* EXERCISE: Copy each line of the records that contains the word "future".

* DATA PROVIDED:

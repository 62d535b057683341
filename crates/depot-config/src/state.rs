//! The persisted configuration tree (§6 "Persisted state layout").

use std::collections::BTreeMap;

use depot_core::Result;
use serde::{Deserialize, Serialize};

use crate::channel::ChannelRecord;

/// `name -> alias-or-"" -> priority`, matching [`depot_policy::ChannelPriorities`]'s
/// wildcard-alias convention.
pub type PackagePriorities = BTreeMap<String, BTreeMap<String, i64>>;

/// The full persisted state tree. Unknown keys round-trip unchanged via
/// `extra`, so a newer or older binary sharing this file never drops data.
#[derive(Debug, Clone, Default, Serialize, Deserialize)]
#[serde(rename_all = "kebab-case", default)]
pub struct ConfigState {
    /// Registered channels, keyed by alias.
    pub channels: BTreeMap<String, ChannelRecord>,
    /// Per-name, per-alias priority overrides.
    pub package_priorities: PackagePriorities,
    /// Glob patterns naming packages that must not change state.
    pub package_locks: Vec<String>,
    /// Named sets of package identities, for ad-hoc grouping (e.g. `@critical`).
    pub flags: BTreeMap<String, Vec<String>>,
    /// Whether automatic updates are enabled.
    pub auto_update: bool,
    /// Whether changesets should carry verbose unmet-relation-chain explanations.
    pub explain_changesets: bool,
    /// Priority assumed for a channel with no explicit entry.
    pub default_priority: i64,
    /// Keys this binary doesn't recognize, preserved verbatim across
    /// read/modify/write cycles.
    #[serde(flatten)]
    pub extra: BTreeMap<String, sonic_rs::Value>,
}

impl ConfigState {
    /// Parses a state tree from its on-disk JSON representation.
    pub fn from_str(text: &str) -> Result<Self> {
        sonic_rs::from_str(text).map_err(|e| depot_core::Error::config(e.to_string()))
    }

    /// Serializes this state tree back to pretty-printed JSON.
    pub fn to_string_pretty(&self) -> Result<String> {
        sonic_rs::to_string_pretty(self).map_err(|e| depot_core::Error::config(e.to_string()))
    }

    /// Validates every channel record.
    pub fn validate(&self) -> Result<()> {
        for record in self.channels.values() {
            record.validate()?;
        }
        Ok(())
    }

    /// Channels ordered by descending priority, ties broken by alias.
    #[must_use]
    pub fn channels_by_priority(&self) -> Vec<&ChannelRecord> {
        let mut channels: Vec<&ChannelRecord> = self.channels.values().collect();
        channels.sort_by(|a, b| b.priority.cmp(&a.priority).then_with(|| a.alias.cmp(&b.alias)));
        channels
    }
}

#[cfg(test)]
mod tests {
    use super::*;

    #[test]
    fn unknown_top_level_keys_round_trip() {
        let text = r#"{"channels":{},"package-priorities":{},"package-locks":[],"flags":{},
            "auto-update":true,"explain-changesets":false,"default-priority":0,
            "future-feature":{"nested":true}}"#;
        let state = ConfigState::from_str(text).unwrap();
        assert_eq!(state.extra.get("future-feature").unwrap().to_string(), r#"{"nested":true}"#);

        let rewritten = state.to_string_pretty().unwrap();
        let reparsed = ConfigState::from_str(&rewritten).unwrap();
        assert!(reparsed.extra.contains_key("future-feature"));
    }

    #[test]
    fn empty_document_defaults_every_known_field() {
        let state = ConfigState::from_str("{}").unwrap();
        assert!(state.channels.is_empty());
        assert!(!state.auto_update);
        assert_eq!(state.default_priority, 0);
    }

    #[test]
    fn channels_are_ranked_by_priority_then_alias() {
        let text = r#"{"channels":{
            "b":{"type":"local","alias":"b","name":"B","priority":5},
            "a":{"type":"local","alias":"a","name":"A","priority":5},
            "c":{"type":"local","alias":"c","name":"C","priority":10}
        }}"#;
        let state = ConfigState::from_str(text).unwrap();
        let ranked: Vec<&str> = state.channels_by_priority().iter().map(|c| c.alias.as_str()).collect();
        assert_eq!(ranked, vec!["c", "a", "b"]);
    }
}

---

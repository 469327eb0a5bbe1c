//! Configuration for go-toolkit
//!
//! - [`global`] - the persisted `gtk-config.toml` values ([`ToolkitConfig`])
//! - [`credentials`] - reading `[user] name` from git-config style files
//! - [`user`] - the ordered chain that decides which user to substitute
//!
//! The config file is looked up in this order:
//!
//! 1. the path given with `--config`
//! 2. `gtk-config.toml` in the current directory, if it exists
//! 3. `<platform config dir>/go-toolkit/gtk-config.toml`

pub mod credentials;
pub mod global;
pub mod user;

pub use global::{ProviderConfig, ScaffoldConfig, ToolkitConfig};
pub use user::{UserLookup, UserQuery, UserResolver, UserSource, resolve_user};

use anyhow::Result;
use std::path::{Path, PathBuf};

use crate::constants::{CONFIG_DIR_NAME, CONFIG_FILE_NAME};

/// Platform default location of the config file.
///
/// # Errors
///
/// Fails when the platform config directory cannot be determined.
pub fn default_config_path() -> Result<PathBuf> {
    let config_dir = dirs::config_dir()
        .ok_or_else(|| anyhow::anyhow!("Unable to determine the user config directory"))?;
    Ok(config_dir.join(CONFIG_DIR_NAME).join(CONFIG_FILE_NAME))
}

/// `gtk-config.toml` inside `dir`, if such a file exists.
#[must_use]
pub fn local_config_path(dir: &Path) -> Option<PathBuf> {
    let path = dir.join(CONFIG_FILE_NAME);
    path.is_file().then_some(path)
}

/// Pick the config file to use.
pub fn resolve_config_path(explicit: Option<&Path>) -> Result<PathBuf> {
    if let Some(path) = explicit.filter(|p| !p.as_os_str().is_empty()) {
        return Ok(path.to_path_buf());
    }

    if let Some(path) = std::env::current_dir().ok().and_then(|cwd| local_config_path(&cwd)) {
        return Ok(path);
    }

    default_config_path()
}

* RESPONSE AREA:
            "future-feature":{"nested":true}}"#;
        assert_eq!(state.extra.get("future-feature").unwrap().to_string(), r#"{"nested":true}"#);
        assert!(reparsed.extra.contains_key("future-feature"));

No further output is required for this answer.